* _Data for analysis_:

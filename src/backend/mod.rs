//! Backend abstraction layer for the remote task resource.
//!
//! This module defines the interface the controller's commands are executed
//! against, along with the wire data types and error handling.

use async_trait::async_trait;
use serde::{Deserialize, Serialize};

pub mod factory;
pub mod rest;

/// Common error types for backend operations.
#[derive(Debug, Clone, PartialEq, Eq, thiserror::Error)]
pub enum BackendError {
    #[error("Network error: {0}")]
    Network(String),

    #[error("Resource not found: {0}")]
    NotFound(String),

    #[error("Unexpected HTTP status {0}")]
    Http(u16),

    #[error("Invalid data: {0}")]
    InvalidData(String),

    #[error("Backend error: {0}")]
    Other(String),
}

impl BackendError {
    /// Whether the request never got a response (connection refused, DNS, ...).
    pub fn is_transport(&self) -> bool {
        matches!(self, Self::Network(_))
    }
}

/// Task as returned by the remote resource.
///
/// Only the fields the list needs are kept; anything else in the payload is
/// dropped during deserialization.
#[derive(Clone, Debug, PartialEq, Eq, Serialize, Deserialize)]
pub struct BackendTask {
    pub id: u64,
    pub title: String,
    #[serde(default)]
    pub completed: bool,
}

/// Echo returned by the create endpoint. The id is optional because mock
/// servers are free to omit it, and it is discarded anyway.
#[derive(Clone, Debug, PartialEq, Eq, Serialize, Deserialize)]
pub struct CreatedTask {
    #[serde(default)]
    pub id: Option<u64>,
    #[serde(default)]
    pub title: Option<String>,
    #[serde(default)]
    pub completed: Option<bool>,
}

/// Body sent on create and update.
#[derive(Clone, Debug, PartialEq, Eq, Serialize, Deserialize)]
#[serde(rename_all = "camelCase")]
pub struct TaskPayload {
    pub user_id: u64,
    pub title: String,
    pub completed: bool,
}

/// Backend trait for the remote task resource.
#[async_trait]
pub trait Backend: Send + Sync {
    /// Returns the backend type identifier (e.g., "rest").
    fn backend_type(&self) -> &str;

    /// Owner id attached to every create/update payload.
    fn user_id(&self) -> u64;

    async fn fetch_tasks(&self, limit: u32) -> Result<Vec<BackendTask>, BackendError>;
    async fn create_task(&self, payload: TaskPayload) -> Result<CreatedTask, BackendError>;
    async fn update_task(&self, id: u64, payload: TaskPayload) -> Result<(), BackendError>;
    async fn delete_task(&self, id: u64) -> Result<(), BackendError>;
}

* _Exercise brief_:
Each line that contains the string "Network" should be copied from the data above.

* _Reply_:
    #[error("Network error: {0}")]
    Network(String),
        matches!(self, Self::Network(_))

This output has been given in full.